The spread of multiples by subsector in this cohort looks like this:
Figure 2. Median EV/Sales pre-SaaSpocalypse vs current, by subsector (cohort only). Pre-SaaSpoc value reconstructed by backing out the 3-month price move.
The decline in valuation multiple is strongest where the AI substitution thesis has a good case:
B2B SaaS multiples are down -40% (1.48x → 0.90x). This is the largest single subsector group in the cohort (n=13), and it is now priced below 1x revenue.
Cybersecurity multiples are down -39% (1.78x → 1.08x). Five micro-cap names that are facing into the immense challenge and opportunity AI brings to the cyber sector.
HealthTech multiples in the cohort barely moved (-3%). There are likely two parts to HealthTech in this cohort holding constant through the sell-off. Firstly, the HealthTech companies in this cohort were already priced relatively low. Secondly, the prior article showed HealthTech companies to be a profile for durability. The HealthTech companies in this cohort are likely looking for further regulatory approval or more data to get better valuations.
IoT/Hardware multiples down -15%. This is down half as far as B2B SaaS and Cyber, which seems to line up with first principles thinking that physical moats (hardware) offers more protection than workflow and data now.
Overall, B2B SaaS and Cyber have been re/devalued the furthest, with multiples sliding down by 40%. Intuitively, this fits the general consensus on where AI vulnerability is.
This relative decline in multiples for B2B SaaS and Cyber is even more pronounced when we include companies from the small cap cohort with limited moats but whose valuation went up:
B2B SaaS and Cyber are really the only categories where there was a material change.
B2B SaaS Multiple Decline: AI Risk or Performance?
To understand what is behind the change in multiple for B2B SaaS, we need to try to separate performance from perceived AI risk and the sell-off.
The chart below shows the change in share price by revenue (last 12 months), revenue growth (over 1 year), EBITDA (%), and the number of stronger moats:
The next chart shows revenue multiples (EV/Sales) along the same performance measures:
From these two charts we can see:
Moats matter: at this end of the market, companies that have more, stronger moats got a higher valuation. The sample size is small, and this cohort is already filtered for less moats, but it does make those with multiple, strong moats stand out, which fits with the power law.
Profitability protected: profitable SaaS companies were mostly able to withstand SaaSpocalypse.
Goldilocks revenue growth: Just enough revenue growth helped, but too much and it hurt. This counterintuitive finding of faster-growing companies being hurt the hardest by SaaSpocalypse shone through in the broader data set covered in Part 1 as well.
More revenue is better: A higher quantum of revenue is valued more.
Valuations and Microcaps
The insights into microcaps and their valuations needs to be considered alongside a few structural considerations for a public company of this small scale. Many have limited trading volume, limited history, and are tied to specific events propelling them forward.

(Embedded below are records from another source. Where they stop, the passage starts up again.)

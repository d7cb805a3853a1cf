//! `InMemoryStorageProvider`: wires the in-memory collection and index
//! wrappers together behind `km_storage::StorageProvider`. Fastest
//! backend (no I/O), data lost on drop — intended for tests and small
//! conversations that fit comfortably in memory.

use std::sync::Arc;

use async_trait::async_trait;
use km_embedding::{CachingEmbeddingClient, EmbeddingClient};
use km_storage::{
    build_snapshot, ConversationSnapshotJson, LoadedSnapshot, MessageCollection, MessageTextIndexProvider, PropertyIndexProvider,
    RelatedTermsIndexProvider, SemanticRefCollection, SnapshotInput, StorageError, StorageProvider, TermIndexProvider, ThreadIndexProvider,
    TimestampIndexProvider,
};
use tracing::info;

use crate::collection::{InMemoryMessageCollection, InMemorySemanticRefCollection};
use crate::message_text::InMemoryMessageTextIndex;
use crate::property::InMemoryPropertyIndex;
use crate::related_terms::InMemoryRelatedTermsIndex;
use crate::term::InMemoryTermIndex;
use crate::thread::InMemoryThreadIndex;
use crate::timestamp::InMemoryTimestampIndex;

pub struct InMemoryStorageProvider {
    messages: Arc<InMemoryMessageCollection>,
    semantic_refs: Arc<InMemorySemanticRefCollection>,
    term_index: Arc<InMemoryTermIndex>,
    property_index: Arc<InMemoryPropertyIndex>,
    timestamp_index: Arc<InMemoryTimestampIndex>,
    message_text_index: Arc<InMemoryMessageTextIndex>,
    related_terms_index: Arc<InMemoryRelatedTermsIndex>,
    thread_index: Arc<InMemoryThreadIndex>,
}

impl InMemoryStorageProvider {
    /// Builds an empty provider. `embedding_client` backs the three
    /// embedding-dependent indexes (message text, fuzzy related terms,
    /// threads); it is wrapped in a [`CachingEmbeddingClient`] so all
    /// three share one exact-text cache and see only unit-normalized
    /// vectors (spec.md invariant 6).
    pub fn new(embedding_client: Arc<dyn EmbeddingClient>) -> Self {
        let embedding_client: Arc<dyn EmbeddingClient> = Arc::new(CachingEmbeddingClient::new(embedding_client));
        info!("opened in-memory storage provider");
        Self {
            messages: Arc::new(InMemoryMessageCollection::new()),
            semantic_refs: Arc::new(InMemorySemanticRefCollection::new()),
            term_index: Arc::new(InMemoryTermIndex::new()),
            property_index: Arc::new(InMemoryPropertyIndex::new()),
            timestamp_index: Arc::new(InMemoryTimestampIndex::new()),
            message_text_index: Arc::new(InMemoryMessageTextIndex::new(embedding_client.clone())),
            related_terms_index: Arc::new(InMemoryRelatedTermsIndex::new(embedding_client.clone())),
            thread_index: Arc::new(InMemoryThreadIndex::new(embedding_client)),
        }
    }

    /// Builds the portable snapshot (spec.md §6) of this provider's
    /// messages, semantic refs, term postings, related-terms data and
    /// message-text embeddings. Property and timestamp data are not part
    /// of the format; they are rebuilt from `messages`/`semantic_refs`
    /// when a snapshot is loaded back in.
    pub async fn to_snapshot(&self, name_tag: &str, tags: &[String]) -> Result<(ConversationSnapshotJson, Vec<Vec<f32>>), StorageError> {
        let messages = self.messages.iter_all().await?;
        let semantic_refs = self.semantic_refs.iter_all().await?;
        let semantic_index_data = self.term_index.export_data().await;
        let (alias_data, fuzzy_term_texts, fuzzy_term_vectors) = self.related_terms_index.export_data().await;
        let (message_locations, message_vectors) = self.message_text_index.export_data().await;

        let input = SnapshotInput {
            name_tag,
            tags,
            messages: &messages,
            semantic_refs: &semantic_refs,
            semantic_index_data,
            alias_data,
            fuzzy_term_texts,
            fuzzy_term_vectors,
            message_locations,
            message_vectors,
        };
        build_snapshot(input).map_err(|e| StorageError::Backend(e.to_string()))
    }

    /// Builds a fresh provider from a loaded snapshot, returning the
    /// snapshot's `name_tag`/`tags` alongside it since those live on the
    /// conversation, not the provider.
    pub async fn from_snapshot(loaded: LoadedSnapshot, embedding_client: Arc<dyn EmbeddingClient>) -> Result<(Self, String, Vec<String>), StorageError> {
        let provider = Self::new(embedding_client);
        provider.messages.extend(loaded.messages).await?;
        provider.semantic_refs.extend(loaded.semantic_refs).await?;
        provider.term_index.import_data(loaded.semantic_index_data).await;
        provider.related_terms_index.import_data(loaded.alias_data, loaded.fuzzy_term_texts, loaded.fuzzy_term_vectors).await?;
        provider.message_text_index.import_data(loaded.message_locations, loaded.message_vectors).await;
        Ok((provider, loaded.name_tag, loaded.tags))
    }
}

#[async_trait]
impl StorageProvider for InMemoryStorageProvider {
    fn get_message_collection(&self) -> Arc<dyn MessageCollection> {
        self.messages.clone()
    }

    fn get_semantic_ref_collection(&self) -> Arc<dyn SemanticRefCollection> {
        self.semantic_refs.clone()
    }

    fn get_term_index(&self) -> Arc<dyn TermIndexProvider> {
        self.term_index.clone()
    }

    fn get_property_index(&self) -> Arc<dyn PropertyIndexProvider> {
        self.property_index.clone()
    }

    fn get_timestamp_index(&self) -> Arc<dyn TimestampIndexProvider> {
        self.timestamp_index.clone()
    }

    fn get_message_text_index(&self) -> Arc<dyn MessageTextIndexProvider> {
        self.message_text_index.clone()
    }

    fn get_related_terms_index(&self) -> Arc<dyn RelatedTermsIndexProvider> {
        self.related_terms_index.clone()
    }

    fn get_thread_index(&self) -> Arc<dyn ThreadIndexProvider> {
        self.thread_index.clone()
    }

    /// Nothing to flush; dropping the provider drops its state. Present
    /// for parity with `km-storage-sqlite`, where `close` releases the
    /// connection pool.
    async fn close(&self) -> Result<(), StorageError> {
        info!("closed in-memory storage provider");
        Ok(())
    }
}

#[cfg(test)]
mod tests {
    use super::*;
    use km_core::Message;
    use km_embedding::DeterministicTestEmbeddingClient;

    fn provider() -> InMemoryStorageProvider {
        InMemoryStorageProvider::new(Arc::new(DeterministicTestEmbeddingClient::default()))
    }

    #[tokio::test]
    async fn factory_methods_return_the_same_instance() {
        let provider = provider();
        provider.get_message_collection().append(Message::new(vec!["hi".to_string()]).unwrap()).await.unwrap();
        assert_eq!(provider.get_message_collection().size().await.unwrap(), 1);
    }

    #[tokio::test]
    async fn close_is_idempotent() {
        let provider = provider();
        provider.close().await.unwrap();
        provider.close().await.unwrap();
    }
}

Of the 51 companies in this cohort, most are:
making losses (42 of 51 or 82%)
on limited revenue (26 or 51% have less than $10m revenue),
with limited cash at bank (15 or 29% have under 24 months cash runway
The market is considering survival and the need for future cash raises as much as future potential. In some ways this is no different to a private small tech company. So this gives an interesting view into broader market multiples for smaller software companies.